Vemurafenib is a multi-targeted kinase inhibitor originally approved to treat melanoma patients with a BRAF mutation.
In a phase 2 clinical study, one-third of metastatic thyroid cancer participants with a BRAF mutation (BRAFV600E) treated with vemurafenib demonstrated anti-tumor activity.
Vemurafenib is a multi-targeted kinase inhibitor (MKI) originally approved to treat melanoma patients with a BRAF mutation. For the study, 51 patients with progressive radioactive iodine-refractory (RAI) papillary thyroid cancer plus a BRAF mutation were enrolled between January 2011 and January 2013.
Participants were broken into 2 cohorts: the first had 26 patients who were not previously treated with MKIs, and a second cohort with 25 patients who were treated with MKIs. Additionally, there were some individuals in both groups previously treated with chemotherapy, as well.
In cohort one, 10 patients had a partial response to vemurafenib, while an additional 9 patients achieved stable disease for at least 6 months. The combined disease control rate was 73%, and median progression free survival was 18.2 months.
In the second cohort, the participants were heavily pretreated, and 6 of the participants had a partial response, while 6 achieved stable disease for at least 6 months. The combined disease control rate for cohort 2 was 54.5%, median progression free survival was 8.9 months, and median overall survival of 14.4 months.
Overall, the side effects reported were consistent with melanoma patients; however, there were higher rates of weight loss, anemia, dysgeusia, hepatic laboratory abnormalities, and increased creatine levels.

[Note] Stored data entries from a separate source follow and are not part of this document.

//! Postgres-backed billing store

use async_trait::async_trait;
use rust_decimal::Decimal;
use sqlx::PgPool;
use time::OffsetDateTime;
use tirta_shared::{
    Customer, GenerationRun, Invoice, InvoiceKind, InvoiceStatus, PenaltyPolicy, RunStatus,
    SubscriptionType, Tenant, TenantStatus, TriggerType, UsagePeriod, UsageRecord,
};
use uuid::Uuid;

use crate::error::{BillingError, BillingResult};
use crate::store::BillingStore;

#[derive(Clone)]
pub struct PgBillingStore {
    pool: PgPool,
}

impl PgBillingStore {
    pub fn new(pool: PgPool) -> Self {
        Self { pool }
    }

    pub fn pool(&self) -> &PgPool {
        &self.pool
    }
}

fn parse_period(value: &str) -> BillingResult<UsagePeriod> {
    value
        .parse()
        .map_err(|e| BillingError::Database(format!("Corrupt usage_month {:?}: {}", value, e)))
}

#[derive(sqlx::FromRow)]
struct UsageRow {
    id: Uuid,
    tenant_id: Uuid,
    customer_id: Uuid,
    usage_month: String,
    usage_m3: Decimal,
    amount_calculated: Decimal,
}

impl TryFrom<UsageRow> for UsageRecord {
    type Error = BillingError;

    fn try_from(row: UsageRow) -> BillingResult<Self> {
        Ok(UsageRecord {
            id: row.id,
            tenant_id: row.tenant_id,
            customer_id: row.customer_id,
            usage_month: parse_period(&row.usage_month)?,
            usage_m3: row.usage_m3,
            amount_calculated: row.amount_calculated,
        })
    }
}

#[derive(sqlx::FromRow)]
struct InvoiceRow {
    id: Uuid,
    invoice_number: String,
    tenant_id: Uuid,
    customer_id: Uuid,
    usage_month: String,
    usage_m3: Decimal,
    price_per_m3: Decimal,
    base_fee: Decimal,
    usage_charge: Decimal,
    penalty_amount: Decimal,
    subtotal: Decimal,
    total_amount: Decimal,
    total_paid: Decimal,
    payment_status: InvoiceStatus,
    is_paid: bool,
    due_date: Option<OffsetDateTime>,
    paid_date: Option<OffsetDateTime>,
    #[sqlx(rename = "type")]
    kind: InvoiceKind,
    notes: Option<String>,
    created_at: OffsetDateTime,
}

impl TryFrom<InvoiceRow> for Invoice {
    type Error = BillingError;

    fn try_from(row: InvoiceRow) -> BillingResult<Self> {
        Ok(Invoice {
            id: row.id,
            invoice_number: row.invoice_number,
            tenant_id: row.tenant_id,
            customer_id: row.customer_id,
            usage_month: parse_period(&row.usage_month)?,
            usage_m3: row.usage_m3,
            price_per_m3: row.price_per_m3,
            base_fee: row.base_fee,
            usage_charge: row.usage_charge,
            penalty_amount: row.penalty_amount,
            subtotal: row.subtotal,
            total_amount: row.total_amount,
            total_paid: row.total_paid,
            payment_status: row.payment_status,
            is_paid: row.is_paid,
            due_date: row.due_date,
            paid_date: row.paid_date,
            kind: row.kind,
            notes: row.notes.unwrap_or_default(),
            created_at: row.created_at,
        })
    }
}

#[derive(sqlx::FromRow)]
struct GenerationRunRow {
    id: Uuid,
    tenant_id: Uuid,
    generated_for: String,
    generated_at: OffsetDateTime,
    success_count: i32,
    skipped_count: i32,
    failed_count: i32,
    status: RunStatus,
    error_message: Option<String>,
    execution_time_ms: i64,
    trigger_type: TriggerType,
    triggered_by: Option<Uuid>,
}

impl TryFrom<GenerationRunRow> for GenerationRun {
    type Error = BillingError;

    fn try_from(row: GenerationRunRow) -> BillingResult<Self> {
        Ok(GenerationRun {
            id: row.id,
            tenant_id: row.tenant_id,
            generated_for: parse_period(&row.generated_for)?,
            generated_at: row.generated_at,
            success_count: row.success_count,
            skipped_count: row.skipped_count,
            failed_count: row.failed_count,
            status: row.status,
            error_message: row.error_message,
            execution_time_ms: row.execution_time_ms,
            trigger_type: row.trigger_type,
            triggered_by: row.triggered_by,
        })
    }
}

const INVOICE_COLUMNS: &str = r#"
    id, invoice_number, tenant_id, customer_id, usage_month, usage_m3,
    price_per_m3, base_fee, usage_charge, penalty_amount, subtotal,
    total_amount, total_paid, payment_status, is_paid, due_date, paid_date,
    type, notes, created_at
"#;

#[async_trait]
impl BillingStore for PgBillingStore {
    async fn highest_invoice_number(
        &self,
        tenant_id: Uuid,
        prefix: &str,
    ) -> BillingResult<Option<String>> {
        // Length first so that 5-digit sequences sort above 4-digit ones
        let number: Option<String> = sqlx::query_scalar(
            r#"
            SELECT invoice_number
            FROM invoices
            WHERE tenant_id = $1 AND invoice_number LIKE $2
            ORDER BY LENGTH(invoice_number) DESC, invoice_number DESC
            LIMIT 1
            "#,
        )
        .bind(tenant_id)
        .bind(format!("{}%", prefix))
        .fetch_optional(&self.pool)
        .await?;

        Ok(number)
    }

    async fn invoice_exists(
        &self,
        tenant_id: Uuid,
        customer_id: Uuid,
        period: UsagePeriod,
        kind: InvoiceKind,
    ) -> BillingResult<bool> {
        let exists: bool = sqlx::query_scalar(
            r#"
            SELECT EXISTS(
                SELECT 1 FROM invoices
                WHERE tenant_id = $1 AND customer_id = $2 AND usage_month = $3 AND type = $4
            )
            "#,
        )
        .bind(tenant_id)
        .bind(customer_id)
        .bind(period.to_string())
        .bind(kind)
        .fetch_one(&self.pool)
        .await?;

        Ok(exists)
    }

    async fn find_customer(
        &self,
        tenant_id: Uuid,
        customer_id: Uuid,
    ) -> BillingResult<Option<Customer>> {
        let customer: Option<Customer> = sqlx::query_as(
            r#"
            SELECT id, tenant_id, customer_code, name, subscription_id
            FROM customers
            WHERE id = $1 AND tenant_id = $2
            "#,
        )
        .bind(customer_id)
        .bind(tenant_id)
        .fetch_optional(&self.pool)
        .await?;

        Ok(customer)
    }

    async fn find_subscription_type(
        &self,
        tenant_id: Uuid,
        subscription_id: Uuid,
    ) -> BillingResult<Option<SubscriptionType>> {
        let subscription: Option<SubscriptionType> = sqlx::query_as(
            r#"
            SELECT id, tenant_id, name, monthly_fee
            FROM subscription_types
            WHERE id = $1 AND tenant_id = $2
            "#,
        )
        .bind(subscription_id)
        .bind(tenant_id)
        .fetch_optional(&self.pool)
        .await?;

        Ok(subscription)
    }

    async fn usage_records(
        &self,
        tenant_id: Uuid,
        period: UsagePeriod,
        customer_ids: &[Uuid],
    ) -> BillingResult<Vec<UsageRecord>> {
        let rows: Vec<UsageRow> = sqlx::query_as(
            r#"
            SELECT id, tenant_id, customer_id, usage_month, usage_m3, amount_calculated
            FROM water_usages
            WHERE tenant_id = $1
              AND usage_month = $2
              AND (cardinality($3::uuid[]) = 0 OR customer_id = ANY($3))
            ORDER BY created_at ASC, id ASC
            "#,
        )
        .bind(tenant_id)
        .bind(period.to_string())
        .bind(customer_ids)
        .fetch_all(&self.pool)
        .await?;

        rows.into_iter().map(UsageRecord::try_from).collect()
    }

    async fn unpaid_invoices_due_before(
        &self,
        tenant_id: Uuid,
        customer_id: Uuid,
        cutoff: OffsetDateTime,
    ) -> BillingResult<Vec<Invoice>> {
        let rows: Vec<InvoiceRow> = sqlx::query_as(&format!(
            r#"
            SELECT {}
            FROM invoices
            WHERE tenant_id = $1
              AND customer_id = $2
              AND payment_status <> 'PAID'
              AND due_date < $3
            ORDER BY due_date ASC
            "#,
            INVOICE_COLUMNS
        ))
        .bind(tenant_id)
        .bind(customer_id)
        .bind(cutoff)
        .fetch_all(&self.pool)
        .await?;

        rows.into_iter().map(Invoice::try_from).collect()
    }

    async fn penalty_policy(&self, tenant_id: Uuid) -> BillingResult<Option<PenaltyPolicy>> {
        let policy: Option<PenaltyPolicy> = sqlx::query_as(
            r#"
            SELECT late_penalty_percent, late_penalty_max_cap, grace_period_days, invoice_due_days
            FROM tenant_settings
            WHERE tenant_id = $1
            "#,
        )
        .bind(tenant_id)
        .fetch_optional(&self.pool)
        .await?;

        Ok(policy)
    }

    async fn create_invoice(&self, invoice: &Invoice) -> BillingResult<()> {
        sqlx::query(
            r#"
            INSERT INTO invoices (
                id, invoice_number, tenant_id, customer_id, usage_month, usage_m3,
                price_per_m3, base_fee, usage_charge, penalty_amount, subtotal,
                total_amount, total_paid, payment_status, is_paid, due_date, paid_date,
                type, notes, created_at, updated_at
            )
            VALUES (
                $1, $2, $3, $4, $5, $6, $7, $8, $9, $10, $11,
                $12, $13, $14, $15, $16, $17, $18, $19, $20, $20
            )
            "#,
        )
        .bind(invoice.id)
        .bind(&invoice.invoice_number)
        .bind(invoice.tenant_id)
        .bind(invoice.customer_id)
        .bind(invoice.usage_month.to_string())
        .bind(invoice.usage_m3)
        .bind(invoice.price_per_m3)
        .bind(invoice.base_fee)
        .bind(invoice.usage_charge)
        .bind(invoice.penalty_amount)
        .bind(invoice.subtotal)
        .bind(invoice.total_amount)
        .bind(invoice.total_paid)
        .bind(invoice.payment_status)
        .bind(invoice.is_paid)
        .bind(invoice.due_date)
        .bind(invoice.paid_date)
        .bind(invoice.kind)
        .bind(&invoice.notes)
        .bind(invoice.created_at)
        .execute(&self.pool)
        .await?;

        Ok(())
    }

    async fn mark_overdue(&self, tenant_id: Uuid, now: OffsetDateTime) -> BillingResult<u64> {
        let result = sqlx::query(
            r#"
            UPDATE invoices
            SET payment_status = 'OVERDUE', updated_at = $2
            WHERE tenant_id = $1
              AND payment_status = 'UNPAID'
              AND due_date < $2
            "#,
        )
        .bind(tenant_id)
        .bind(now)
        .execute(&self.pool)
        .await?;

        Ok(result.rows_affected())
    }

    async fn record_generation_run(&self, run: &GenerationRun) -> BillingResult<()> {
        sqlx::query(
            r#"
            INSERT INTO invoice_generation_history (
                id, tenant_id, generated_for, generated_at, success_count,
                skipped_count, failed_count, status, error_message,
                execution_time_ms, trigger_type, triggered_by
            )
            VALUES ($1, $2, $3, $4, $5, $6, $7, $8, $9, $10, $11, $12)
            "#,
        )
        .bind(run.id)
        .bind(run.tenant_id)
        .bind(run.generated_for.to_string())
        .bind(run.generated_at)
        .bind(run.success_count)
        .bind(run.skipped_count)
        .bind(run.failed_count)
        .bind(run.status)
        .bind(&run.error_message)
        .bind(run.execution_time_ms)
        .bind(run.trigger_type)
        .bind(run.triggered_by)
        .execute(&self.pool)
        .await?;

        Ok(())
    }

    async fn generation_runs(
        &self,
        tenant_id: Uuid,
        limit: i64,
    ) -> BillingResult<Vec<GenerationRun>> {
        let rows: Vec<GenerationRunRow> = sqlx::query_as(
            r#"
            SELECT id, tenant_id, generated_for, generated_at, success_count,
                   skipped_count, failed_count, status, error_message,
                   execution_time_ms, trigger_type, triggered_by
            FROM invoice_generation_history
            WHERE tenant_id = $1
            ORDER BY generated_at DESC
            LIMIT $2
            "#,
        )
        .bind(tenant_id)
        .bind(limit)
        .fetch_all(&self.pool)
        .await?;

        rows.into_iter().map(GenerationRun::try_from).collect()
    }

    async fn tenants_by_status(&self, status: TenantStatus) -> BillingResult<Vec<Tenant>> {
        let tenants: Vec<Tenant> = sqlx::query_as(
            r#"
            SELECT id, name, village_code, status, created_at
            FROM tenants
            WHERE status = $1
            ORDER BY created_at ASC
            "#,
        )
        .bind(status)
        .fetch_all(&self.pool)
        .await?;

        Ok(tenants)
    }
}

“Due to our prior successes in treating these patients with sorafenib and lenvatinib, patients are doing better, but they still ultimately progress, and we need additional agents with different mechanisms of action,” said researcher Marcia Brose, MD, PhD. “Vemurafenib is the first non-VEGFR inhibitor to show activity in this patient population and as such is an important addition to our treatment options for these patients.”
Although vemurafenib was found effective in patients with this particular form of disease, the positive responses are only temporary, and more treatment options are needed, according to the study.
“For this group of patients, who have little to no options, that’s a significant improvement,” Brose said. “This promising clinical trial is the next step in a series of trials to identify new drugs that are fundamentally shifting the horizon, improving the outcome for patients with advanced differentiated thyroid cancer.”
The results of study were published in Lancet Oncology.